Multi-Level Models: Theory, Methods, and Analyses
Multi-level models are in vogue these days. Yet much confusion remains regarding their theoretical foundations; sampling, measurement, and experimental designs; and associated analytical techniques. This seminar will focus on how the above facets are all interrelated, highlight critical decision points for researchers, and illustrate advanced inferential and analytic techniques.
- Discern the key theoretical tents of multi-level theorizing
- Describe the role of sampling design and strategies in multi-level investigations
- Recite the different psychometric evidence supporting different types of multi-level constructs
- Arrange and analyze multi-level data sets
- Explain the interrelationship of measurement and substantive relationships in multi-level models
Note. This is designed as a moderate – advanced level seminar. It is assumed that participants have a basic knowledge of aggregation issues and multi-level analyses. Empirical illustrations will be provided in HLM and MPlus.
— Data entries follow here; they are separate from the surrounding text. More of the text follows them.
use std::fmt;
use std::net::{IpAddr, Ipv4Addr};
use std::path::{Path, PathBuf};

use anyhow::Context;
use serde::de::{self, Deserializer, Visitor};
use serde::ser::Serializer;
use serde::{Deserialize, Serialize};
use tracing::info;

use crate::error::ConfigError;

/// Name of the pointer file inside the data dir. Contains only the absolute
/// path of the user-chosen config file, so the config can live anywhere
/// while staying discoverable on every run.
pub const CONFIG_POINTER: &str = "config-pointer.txt";

/// Name of the share-hash index database inside the data dir.
pub const INDEX_DB: &str = "sovpn.db";

// ── Field types ──────────────────────────────────────────────────────────────

#[derive(Debug, Clone, Copy, PartialEq, Eq, Serialize, Deserialize)]
#[serde(rename_all = "lowercase")]
pub enum Protocol {
    Udp,
    Tcp,
}

impl fmt::Display for Protocol {
    fn fmt(&self, f: &mut fmt::Formatter<'_>) -> fmt::Result {
        f.write_str(match self {
            Self::Udp => "udp",
            Self::Tcp => "tcp",
        })
    }
}

impl Protocol {
    pub fn parse(s: &str) -> Option<Self> {
        match s.to_ascii_lowercase().as_str() {
            "udp" => Some(Self::Udp),
            "tcp" => Some(Self::Tcp),
            _ => None,
        }
    }
}

/// Tri-state hostname setting.
///
/// In the config file: absent/`null` = never configured, `false` = operator
/// explicitly declined a hostname, a string = configured value.
#[derive(Debug, Clone, PartialEq, Eq, Default)]
pub enum Hostname {
    #[default]
    Unset,
    Disabled,
    Name(String),
}

impl Hostname {
    pub fn as_name(&self) -> Option<&str> {
        match self {
            Self::Name(n) => Some(n),
            _ => None,
        }
    }
}

impl Serialize for Hostname {
    fn serialize<S: Serializer>(&self, serializer: S) -> Result<S::Ok, S::Error> {
        match self {
            Self::Unset => serializer.serialize_none(),
            Self::Disabled => serializer.serialize_bool(false),
            Self::Name(n) => serializer.serialize_str(n),
        }
    }
}

impl<'de> Deserialize<'de> for Hostname {
    fn deserialize<D: Deserializer<'de>>(deserializer: D) -> Result<Self, D::Error> {
        struct HostnameVisitor;

        impl<'de> Visitor<'de> for HostnameVisitor {
            type Value = Hostname;

            fn expecting(&self, f: &mut fmt::Formatter<'_>) -> fmt::Result {
                f.write_str("a hostname string, false, or null")
            }

            fn visit_str<E: de::Error>(self, v: &str) -> Result<Hostname, E> {
                Ok(Hostname::Name(v.to_owned()))
            }

            fn visit_bool<E: de::Error>(self, v: bool) -> Result<Hostname, E> {
                if v {
                    Err(de::Error::custom("hostname cannot be `true`"))
                } else {
                    Ok(Hostname::Disabled)
                }
            }

            fn visit_unit<E: de::Error>(self) -> Result<Hostname, E> {
                Ok(Hostname::Unset)
            }

            fn visit_none<E: de::Error>(self) -> Result<Hostname, E> {
                Ok(Hostname::Unset)
            }

            fn visit_some<D2: Deserializer<'de>>(self, d: D2) -> Result<Hostname, D2::Error> {
                d.deserialize_any(HostnameVisitor)
            }
        }

        deserializer.deserialize_any(HostnameVisitor)
    }
}

// ── Draft (file representation) ──────────────────────────────────────────────

/// Unvalidated, all-optional mirror of the `server` group in the config file.
/// Produced by `ConfigStore::load` and by interactive setup; turned into a
/// usable [`ServerConfig`] by [`ConfigDraft::finalize`].
#[derive(Debug, Clone, Default, Serialize, Deserialize)]
#[serde(deny_unknown_fields)]
pub struct ConfigDraft {
    pub server_dir: Option<String>,
    pub easy_rsa_dir: Option<String>,
    pub clients_dir: Option<String>,
    #[serde(default)]
    pub hostname: Hostname,
    pub ipv4: Option<String>,
    pub protocol: Option<Protocol>,
    pub port: Option<u16>,
    pub share_salt: Option<String>,
    pub share_address: Option<String>,
    pub share_port: Option<u16>,
    pub share_url: Option<String>,
}

/// On-disk shape: `server` group plus a `client` group that historical tools
/// wrote transient per-client state into. The `client` group is ignored on
/// load and written back empty.
#[derive(Debug, Default, Serialize, Deserialize)]
struct ConfigFile {
    #[serde(default)]
    server: ConfigDraft,
    #[serde(default)]
    client: serde_json::Map<String, serde_json::Value>,
}

impl ConfigDraft {
    /// Reset every field except the CA-tool path and the resolved base URL,
    /// so a re-run of setup does not force re-discovery of stable
    /// infrastructure values.
    pub fn wipe(&mut self) {
        let keep = Self {
            easy_rsa_dir: self.easy_rsa_dir.take(),
            share_url: self.share_url.take(),
            ..Default::default()
        };
        *self = keep;
    }

    /// Normalize directory fields so they always carry a trailing separator.
    pub fn normalize(&mut self) {
        for dir in [
            &mut self.server_dir,
            &mut self.easy_rsa_dir,
            &mut self.clients_dir,
        ] {
            if let Some(d) = dir {
                *d = sanitize_path(d);
            }
        }
    }

    /// Validate the draft into an immutable [`ServerConfig`].
    pub fn finalize(mut self) -> Result<ServerConfig, ConfigError> {
        self.normalize();

        let server_dir = required_dir("server_dir", self.server_dir.as_deref())?;
        let easy_rsa_dir = required_dir("easy_rsa_dir", self.easy_rsa_dir.as_deref())?;
        let clients_dir = required_dir("clients_dir", self.clients_dir.as_deref())?;

        if let Hostname::Name(name) = &self.hostname {
            if name.is_empty() || name.len() > 255 {
                return Err(ConfigError::invalid(
                    "hostname",
                    name.clone(),
                    "must be 1-255 characters",
                ));
            }
        }

        let ipv4 = match self.ipv4.as_deref() {
            None => None,
            Some(raw) => Some(raw.parse::<Ipv4Addr>().map_err(|e| {
                ConfigError::invalid("ipv4", raw, e.to_string())
            })?),
        };

        let protocol = self
            .protocol
            .ok_or(ConfigError::Missing { field: "protocol" })?;
        let port = required_port("port", self.port)?;
        let share_port = required_port("share_port", self.share_port)?;

        let share_salt = self
            .share_salt
            .filter(|s| !s.is_empty())
            .ok_or(ConfigError::Missing { field: "share_salt" })?;

        let share_address = match self.share_address.as_deref() {
            None => IpAddr::V4(Ipv4Addr::UNSPECIFIED),
            Some(raw) => raw
                .parse()
                .map_err(|_| ConfigError::invalid("share_address", raw, "not an IP address"))?,
        };

        Ok(ServerConfig {
            server_dir,
            easy_rsa_dir,
            clients_dir,
            hostname: self.hostname,
            ipv4,
            protocol,
            port,
            share_salt,
            share_address,
            share_port,
            share_url: self.share_url,
        })
    }
}

// ── Validated config ─────────────────────────────────────────────────────────

/// Validated server-wide settings, constructed once at startup and passed by
/// reference to the components that need it. Never mutated in place: edits go
/// through a [`ConfigDraft`] that is re-finalized and re-saved.
#[derive(Debug, Clone)]
pub struct ServerConfig {
    pub server_dir: PathBuf,
    pub easy_rsa_dir: PathBuf,
    pub clients_dir: PathBuf,
    pub hostname: Hostname,
    pub ipv4: Option<Ipv4Addr>,
    pub protocol: Protocol,
    pub port: u16,
    pub share_salt: String,
    pub share_address: IpAddr,
    pub share_port: u16,
    pub share_url: Option<String>,
}

impl ServerConfig {
    /// Directory holding one client's files.
    pub fn client_dir(&self, slug: &str) -> PathBuf {
        self.clients_dir.join(slug)
    }

    /// Base URL of the distribution gateway, if resolvable: the explicit
    /// `share_url` wins, otherwise it is derived from the hostname and
    /// share port.
    pub fn share_url_base(&self) -> Option<String> {
        if let Some(url) = &self.share_url {
            return Some(url.trim_end_matches('/').to_owned());
        }
        self.hostname
            .as_name()
            .map(|h| format!("http://{}:{}", h, self.share_port))
    }
}

// ── Store ────────────────────────────────────────────────────────────────────

/// Loads and persists the config file, with a pointer file in the data dir
/// recording where the config file itself lives.
pub struct ConfigStore {
    data_dir: PathBuf,
}

impl ConfigStore {
    pub fn new(data_dir: impl Into<PathBuf>) -> Self {
        Self {
            data_dir: data_dir.into(),
        }
    }

    /// Store rooted at `SOVPN_DATA_DIR` or the platform data dir.
    pub fn open_default() -> Result<Self, ConfigError> {
        Ok(Self::new(crate::dirs::data_dir()?))
    }

    pub fn data_dir(&self) -> &Path {
        &self.data_dir
    }

    pub fn pointer_path(&self) -> PathBuf {
        self.data_dir.join(CONFIG_POINTER)
    }

    pub fn index_path(&self) -> PathBuf {
        self.data_dir.join(INDEX_DB)
    }

    /// Path of the config file recorded in the pointer, if any.
    pub fn config_path(&self) -> Result<Option<PathBuf>, ConfigError> {
        let pointer = self.pointer_path();
        if !pointer.is_file() {
            return Ok(None);
        }
        let raw = std::fs::read_to_string(&pointer)
            .with_context(|| format!("read pointer file: {}", pointer.display()))
            .map_err(ConfigError::Other)?;
        let trimmed = raw.trim();
        if trimmed.is_empty() {
            return Ok(None);
        }
        Ok(Some(PathBuf::from(trimmed)))
    }

    /// Load the draft config. `NotConfigured` when the pointer or the config
    /// file it names does not exist. Idempotent.
    pub fn load(&self) -> Result<ConfigDraft, ConfigError> {
        let path = self.config_path()?.ok_or(ConfigError::NotConfigured)?;
        if !path.is_file() {
            return Err(ConfigError::NotConfigured);
        }
        let raw = std::fs::read_to_string(&path)
            .with_context(|| format!("read config file: {}", path.display()))
            .map_err(ConfigError::Other)?;
        let file: ConfigFile = serde_json::from_str(&raw)
            .map_err(|e| ConfigError::invalid("server", path.display().to_string(), e.to_string()))?;
        Ok(file.server)
    }

    /// Persist the draft to `path` (pretty-printed JSON) and record `path` in
    /// the pointer file. The write goes through a temp file in the target
    /// directory followed by a rename, so an interrupted process never leaves
    /// a half-written config behind.
    pub fn save(&self, path: &Path, draft: &ConfigDraft) -> Result<(), ConfigError> {
        let mut draft = draft.clone();
        draft.normalize();

        let file = ConfigFile {
            server: draft,
            client: serde_json::Map::new(),
        };
        let body = serde_json::to_string_pretty(&file)
            .context("serialize config")
            .map_err(ConfigError::Other)?;

        let parent = path.parent().unwrap_or_else(|| Path::new("."));
        atomic_write(parent, path, format!("{body}\n").as_bytes()).map_err(ConfigError::Other)?;

        std::fs::create_dir_all(&self.data_dir)
            .context("create data dir")
            .map_err(ConfigError::Other)?;
        atomic_write(
            &self.data_dir,
            &self.pointer_path(),
            format!("{}\n", path.display()).as_bytes(),
        )
        .map_err(ConfigError::Other)?;

        info!(path = %path.display(), "saved configuration");
        Ok(())
    }

    /// Remove the config file, the pointer file and the index database.
    /// Returns the paths that were actually removed.
    pub fn destroy(&self) -> Result<Vec<PathBuf>, ConfigError> {
        let mut targets = vec![self.pointer_path(), self.index_path()];
        if let Some(config) = self.config_path()? {
            targets.insert(0, config);
        }

        let mut removed = Vec::new();
        for target in targets {
            if target.is_file() {
                std::fs::remove_file(&target)
                    .with_context(|| format!("remove {}", target.display()))
                    .map_err(ConfigError::Other)?;
                removed.push(target);
            }
        }
        Ok(removed)
    }
}

// ── Helpers ──────────────────────────────────────────────────────────────────

/// Append a trailing separator so directory paths are stored normalized.
pub fn sanitize_path(path: &str) -> String {
    if path.ends_with('/') {
        path.to_owned()
    } else {
        format!("{path}/")
    }
}

fn atomic_write(dir: &Path, path: &Path, contents: &[u8]) -> anyhow::Result<()> {
    use std::io::Write;

    let mut tmp = tempfile::NamedTempFile::new_in(dir)
        .with_context(|| format!("create temp file in {}", dir.display()))?;
    tmp.write_all(contents).context("write temp file")?;
    tmp.persist(path)
        .with_context(|| format!("persist {}", path.display()))?;
    Ok(())
}

fn required_dir(field: &'static str, value: Option<&str>) -> Result<PathBuf, ConfigError> {
    let raw = value.ok_or(ConfigError::Missing { field })?;
    let path = PathBuf::from(raw);
    if !path.is_dir() {
        return Err(ConfigError::invalid(field, raw, "not an existing directory"));
    }
    if !dir_is_writable(&path) {
        return Err(ConfigError::invalid(
            field,
            raw,
            "missing write/execute permission",
        ));
    }
    Ok(path)
}

fn required_port(field: &'static str, value: Option<u16>) -> Result<u16, ConfigError> {
    match value {
        Some(p) if p > 0 => Ok(p),
        Some(p) => Err(ConfigError::invalid(field, p.to_string(), "port must be 1-65535")),
        None => Err(ConfigError::Missing { field }),
    }
}

#[cfg(unix)]
fn dir_is_writable(path: &Path) -> bool {
    use std::os::unix::fs::MetadataExt;
    match std::fs::metadata(path) {
        // Owner write + execute. Good enough for a tool that runs as the
        // directory owner; a probe write would race with real use.
        Ok(meta) => meta.mode() & 0o300 == 0o300,
        Err(_) => false,
    }
}

#[cfg(not(unix))]
fn dir_is_writable(path: &Path) -> bool {
    std::fs::metadata(path)
        .map(|m| !m.permissions().readonly())
        .unwrap_or(false)
}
John Mathieu is a Professor of Management at the University of Connecticut, and holds the Cizik Chair in Management at UConn. His primary areas of interest include models of team and multi-team effectiveness, leadership, training effectiveness, and cross-level models of organizational behavior. He has conducted work with several Fortune 500 companies, the armed services (i.e., Army, Navy, and Air Force), federal and state agencies (e.g., NRC, NASA, FAA, DOT), and numerous public and private organizations. Dr. Mathieu has over 100 publications, 200 presentations at national and international conferences, and has been a PI or Co-PI on over $8.5M in grants and contracts. He is a Fellow of the Society for Industrial/Organizational Psychology, American Psychological Association, and the Academy of Management. He serves on numerous editorial boards and has guest edited special volumes of top-level journals. He holds a Ph.D. in Industrial/Organizational Psychology from Old Dominion University.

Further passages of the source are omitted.